Victoria por 1‑0 ante Tigre, un sitio en la siguiente ronda y la aritmética silenciosa que todo aficionado hace de camino a casa: ¿cuántas quedan para una final?
Marcelo Torres estuvo en el centro y, cuando los separaron, había tres o cuatro más metidos. Las ciudades deportivas son sitios pequeños y las temporadas largas los hacen más pequeños.
Una tanda se recuerda por su final, y esta termina con Nelson Insfrán: 3 penaltis detenidos y una afición que los describirá uno por uno durante los próximos veinte años.
Las eliminatorias esperan a que alguien las agarre, y Leandro Mamut lo hizo ante Arsenal. 2‑2 al final, y en el bombo de la siguiente ronda está Gimnasia La Plata.
No fue por fútbol, y todos los que lo vieron lo saben. Dos hombres que el sábado tienen que jugar juntos se dijeron esta semana en el Gimnasia La Plata cosas que tardan más de una semana en retirarse.
Ignacio Miramón estuvo en el centro y, cuando los separaron, había tres o cuatro más metidos.

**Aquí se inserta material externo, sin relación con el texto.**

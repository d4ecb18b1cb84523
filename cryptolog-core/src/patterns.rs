//! Address pattern definitions and matchers

use crate::{CryptologError, Result};
use regex::Regex;
use std::fmt;
use std::ops::Range;

/// Dotted quad, one to three digits per octet. Octet values are not range
/// checked, so `999.999.999.999` matches.
pub const IPV4_PATTERN: &str = r"([0-9][0-9]?[0-9]?\.[0-9][0-9]?[0-9]?\.[0-9][0-9]?[0-9]?\.[0-9][0-9]?[0-9]?)";

/// Full, compressed, link-local with zone index, IPv4-mapped and
/// IPv4-embedded IPv6 forms. Alternation order matters: the first
/// alternative that matches at a position wins.
pub const IPV6_PATTERN: &str = concat!(
    r"(",
    r"([0-9a-fA-F]{1,4}:){7,7}[0-9a-fA-F]{1,4}|",
    r"([0-9a-fA-F]{1,4}:){1,7}:|",
    r"([0-9a-fA-F]{1,4}:){1,6}:[0-9a-fA-F]{1,4}|",
    r"([0-9a-fA-F]{1,4}:){1,5}(:[0-9a-fA-F]{1,4}){1,2}|",
    r"([0-9a-fA-F]{1,4}:){1,4}(:[0-9a-fA-F]{1,4}){1,3}|",
    r"([0-9a-fA-F]{1,4}:){1,3}(:[0-9a-fA-F]{1,4}){1,4}|",
    r"([0-9a-fA-F]{1,4}:){1,2}(:[0-9a-fA-F]{1,4}){1,5}|",
    r"[0-9a-fA-F]{1,4}:((:[0-9a-fA-F]{1,4}){1,6})|",
    r":((:[0-9a-fA-F]{1,4}){1,7}|:)|",
    r"fe80:(:[0-9a-fA-F]{0,4}){0,4}%[0-9a-zA-Z]{1,}|",
    r"::(ffff(:0{1,4}){0,1}:){0,1}((25[0-5]|(2[0-4]|1{0,1}[0-9]){0,1}[0-9])\.){3,3}(25[0-5]|(2[0-4]|1{0,1}[0-9]){0,1}[0-9])|",
    r"([0-9a-fA-F]{1,4}:){1,4}:((25[0-5]|(2[0-4]|1{0,1}[0-9]){0,1}[0-9])\.){3,3}(25[0-5]|(2[0-4]|1{0,1}[0-9]){0,1}[0-9])",
    r")",
);

/// IPv4 alternatives are tried before IPv6 ones
pub fn address_pattern() -> String {
    format!("{}|{}", IPV4_PATTERN, IPV6_PATTERN)
}

/// How many matches per line get replaced
#[derive(Debug, Clone, Copy, PartialEq, Eq, Hash)]
pub enum MatchMode {
    /// Every non-overlapping occurrence
    All,
    /// Only the leftmost occurrence; the rest of the line is left alone
    FirstOnly,
}

impl MatchMode {
    pub fn from_replace_all(replace_all: bool) -> Self {
        if replace_all {
            MatchMode::All
        } else {
            MatchMode::FirstOnly
        }
    }
}

impl fmt::Display for MatchMode {
    fn fmt(&self, f: &mut fmt::Formatter<'_>) -> fmt::Result {
        match self {
            MatchMode::All => write!(f, "all"),
            MatchMode::FirstOnly => write!(f, "first-only"),
        }
    }
}

/// Locates address-shaped substrings.
///
/// Implementations return byte ranges into `text`, ordered by start and
/// non-overlapping.
pub trait AddressMatcher: Send + Sync {
    fn find_spans(&self, text: &str) -> Vec<Range<usize>>;
}

/// Regex-backed matcher
#[derive(Debug, Clone)]
pub struct RegexMatcher {
    regex: Regex,
    mode: MatchMode,
}

impl RegexMatcher {
    /// Compile the built-in IPv4/IPv6 pattern
    pub fn new(mode: MatchMode) -> Result<Self> {
        Self::with_pattern(&address_pattern(), mode)
    }

    /// Compile a custom pattern
    pub fn with_pattern(pattern: &str, mode: MatchMode) -> Result<Self> {
        let regex = Regex::new(pattern).map_err(|e| CryptologError::InvalidPattern(e.to_string()))?;
        Ok(Self { regex, mode })
    }

    pub fn mode(&self) -> MatchMode {
        self.mode
    }
}

impl AddressMatcher for RegexMatcher {
    fn find_spans(&self, text: &str) -> Vec<Range<usize>> {
        match self.mode {
            MatchMode::All => self.regex.find_iter(text).map(|m| m.range()).collect(),
            MatchMode::FirstOnly => self.regex.find(text).map(|m| m.range()).into_iter().collect(),
        }
    }
}

/// Build the address matcher for the `replace-all-matches` setting
pub fn build_matcher(replace_all: bool) -> Result<RegexMatcher> {
    RegexMatcher::new(MatchMode::from_replace_all(replace_all))
}
//! TaskLane configuration system.

use std::path::{Path, PathBuf};

use serde::{Deserialize, Serialize};

use crate::error::{Result, TaskLaneError};
use crate::types::DEFAULT_LANE;

/// Root configuration.
#[derive(Debug, Clone, Serialize, Deserialize)]
pub struct TaskLaneConfig {
    /// Lane used for jobs that do not name one.
    #[serde(default = "default_lane_name")]
    pub default_lane: String,
    /// Start every lane suspended; nothing runs until `resume()`.
    #[serde(default)]
    pub start_suspended: bool,
    /// Concurrency cap for lanes without an explicit entry.
    /// `None` means unbounded.
    #[serde(default = "default_max_concurrent")]
    pub default_max_concurrent: Option<usize>,
    /// Per-lane overrides.
    #[serde(default)]
    pub lanes: Vec<LaneConfig>,
    /// Directory for the default on-disk store.
    #[serde(default = "default_store_dir")]
    pub store_dir: PathBuf,
}

/// Per-lane configuration.
#[derive(Debug, Clone, Serialize, Deserialize)]
pub struct LaneConfig {
    pub name: String,
    /// `None` means unbounded; `Some(1)` is a serial lane.
    #[serde(default)]
    pub max_concurrent: Option<usize>,
}

fn default_lane_name() -> String {
    DEFAULT_LANE.to_string()
}

fn default_max_concurrent() -> Option<usize> {
    Some(4)
}

fn default_store_dir() -> PathBuf {
    let home = dirs::home_dir().unwrap_or_else(|| PathBuf::from("."));
    home.join(".tasklane")
}

impl Default for TaskLaneConfig {
    fn default() -> Self {
        Self {
            default_lane: default_lane_name(),
            start_suspended: false,
            default_max_concurrent: default_max_concurrent(),
            lanes: Vec::new(),
            store_dir: default_store_dir(),
        }
    }
}

impl TaskLaneConfig {
    /// Load config from the default path (~/.tasklane/config.toml), or
    /// defaults when no file exists.
    pub fn load() -> Result<Self> {
        let path = Self::default_path();
        if path.exists() {
            Self::load_from(&path)
        } else {
            Ok(Self::default())
        }
    }

    /// Load config from a specific path.
    pub fn load_from(path: &Path) -> Result<Self> {
        let content = std::fs::read_to_string(path)
            .map_err(|e| TaskLaneError::Config(format!("Failed to read config: {e}")))?;
        toml::from_str(&content)
            .map_err(|e| TaskLaneError::Config(format!("Failed to parse config: {e}")))
    }

    /// Default config file path.
    pub fn default_path() -> PathBuf {
        default_store_dir().join("config.toml")
    }

    /// Concurrency cap for a lane: explicit entry, else the default.
    pub fn max_concurrent_for(&self, lane: &str) -> Option<usize> {
        self.lanes
            .iter()
            .find(|l| l.name == lane)
            .map(|l| l.max_concurrent)
            .unwrap_or(self.default_max_concurrent)
    }
}

#[cfg(test)]
mod tests {
    use super::*;

    #[test]
    fn test_defaults() {
        let cfg = TaskLaneConfig::default();
        assert_eq!(cfg.default_lane, DEFAULT_LANE);
        assert!(!cfg.start_suspended);
        assert_eq!(cfg.max_concurrent_for("anything"), Some(4));
    }

    #[test]
    fn test_lane_override() {
        let mut cfg = TaskLaneConfig::default();
        cfg.lanes.push(LaneConfig { name: "serial".into(), max_concurrent: Some(1) });
        cfg.lanes.push(LaneConfig { name: "wide".into(), max_concurrent: None });
        assert_eq!(cfg.max_concurrent_for("serial"), Some(1));
        assert_eq!(cfg.max_concurrent_for("wide"), None);
        assert_eq!(cfg.max_concurrent_for("other"), Some(4));
    }

    #[test]
    fn test_parse_toml() {
        let cfg: TaskLaneConfig = toml::from_str(
            r#"
            start_suspended = true
            default_max_concurrent = 2

            [[lanes]]
            name = "sync"
            max_concurrent = 1
            "#,
        )
        .unwrap();
        assert!(cfg.start_suspended);
        assert_eq!(cfg.max_concurrent_for("sync"), Some(1));
        assert_eq!(cfg.max_concurrent_for("other"), Some(2));
    }
}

Las ciudades deportivas son sitios pequeños y las temporadas largas los hacen más pequeños.
Pregunte a cualquiera a la salida qué separó a los dos equipos y escuchará un nombre: Germán Conti. 2‑1 ante Huracán, y la ovación final fue sobre todo suya.
Ignacio Miramón estuvo en el centro y, cuando los separaron, había tres o cuatro más metidos. Las ciudades deportivas son sitios pequeños y las temporadas largas los hacen más pequeños.
«Alineo a jugadores que hacen el trabajo. Todo el trabajo». No se pronunció ningún nombre; todas las cámaras giraron igualmente hacia Leandro Mamut, y el técnico lo permitió.
«La firma más fácil de mi carrera.» Ignacio Fernández y Gimnasia La Plata acuerdan 2 años más, y el entrenador ya puede planificar con él, no sobre él.
No fue por fútbol, y todos los que lo vieron lo saben. Dos hombres que el sábado tienen que jugar juntos se dijeron esta semana en el Gimnasia La Plata cosas que tardan más de una semana en retirarse.
«Alineo a jugadores que hacen el trabajo. Todo el trabajo». No se pronunció ningún nombre; todas las cámaras giraron igualmente hacia Marcelo Torres, y el técnico lo permitió.
«Nos seguimos reuniendo, y seguimos saliendo de la sala con los mismos números con los que entramos». Otra ronda de conversaciones en Gimnasia La Plata, otra semana sin la firma de Nelson Insfrán.
«Treinta minutos, puerta cerrada, todo dicho. Después nos dimos la mano». Lo que hubo en esa sala se quedó en esa sala, y Nelson Insfrán entrenó a la mañana siguiente como un hombre con menos peso encima.